[Material shown]
--- START ---
//! Reading and writing the configuration string in non-volatile storage.

use super::{ConfigBuffer, MAX_CONFIG_LEN};
use crate::storage::{Error, KeyValueStore, items};

/// Read the stored configuration string.
///
/// Falls back to the default configuration when the item is missing, empty,
/// unreadable or does not fit the configuration buffer.
pub fn read_config<S: KeyValueStore + ?Sized>(store: &mut S) -> ConfigBuffer {
    let mut raw = [0u8; MAX_CONFIG_LEN];
    match store.read(items::DEVICE_CONFIG, &mut raw) {
        Ok(len) if len > 0 => match ConfigBuffer::from_bytes(&raw[..len]) {
            Ok(buffer) if !buffer.is_empty() => return buffer,
            _ => warn!("nv: stored config unusable, using default"),
        },
        Ok(_) => warn!("nv: stored config empty, using default"),
        Err(e) => warn!("nv: config read failed ({}), using default", e),
    }
    ConfigBuffer::default_config()
}

/// Store the configuration string.
///
/// # Errors
///
/// Whatever the store reports. The caller keeps running on the in-memory copy.
pub fn write_config<S: KeyValueStore + ?Sized>(
    store: &mut S,
    buffer: &ConfigBuffer,
) -> Result<(), Error> {
    store.write(items::DEVICE_CONFIG, buffer.as_bytes()).inspect_err(|e| {
        error!("nv: config write failed ({})", e);
    })
}

#[cfg(test)]
mod tests {
    use super::*;
    use crate::storage::MemoryStore;

    #[test]
    fn test_missing_config_uses_default() {
        let mut store: MemoryStore<4, MAX_CONFIG_LEN> = MemoryStore::new();
        assert_eq!(read_config(&mut store), ConfigBuffer::default_config());
    }

    #[test]
    fn test_empty_config_uses_default() {
        let mut store: MemoryStore<4, MAX_CONFIG_LEN> = MemoryStore::new();
        store.write(items::DEVICE_CONFIG, b"").unwrap();
        assert_eq!(read_config(&mut store), ConfigBuffer::default_config());
    }

    #[test]
    fn test_write_then_read() {
        let mut store: MemoryStore<4, MAX_CONFIG_LEN> = MemoryStore::new();
        let buffer = ConfigBuffer::from_bytes(b"Acme;ACME-1;RA0;").unwrap();
        write_config(&mut store, &buffer).unwrap();
        assert_eq!(read_config(&mut store), buffer);
    }

    #[test]
    fn test_stored_nul_truncates() {
        let mut store: MemoryStore<4, MAX_CONFIG_LEN> = MemoryStore::new();
        store.write(items::DEVICE_CONFIG, b"a;b;\0\0\0").unwrap();
        assert_eq!(read_config(&mut store).as_bytes(), b"a;b;");
    }

    #[test]
    fn test_write_failure_is_reported() {
        let mut store: MemoryStore<4, 8> = MemoryStore::new();
        let buffer = ConfigBuffer::from_bytes(b"Acme;ACME-1;").unwrap();
        assert_eq!(write_config(&mut store, &buffer), Err(Error::Full));
    }
}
--- END ---
[Exercise aim] Your answer should consist of the lines above that hold the word "crate", copied exactly.

[Output for this task]
use crate::storage::{Error, KeyValueStore, items};
    use crate::storage::MemoryStore;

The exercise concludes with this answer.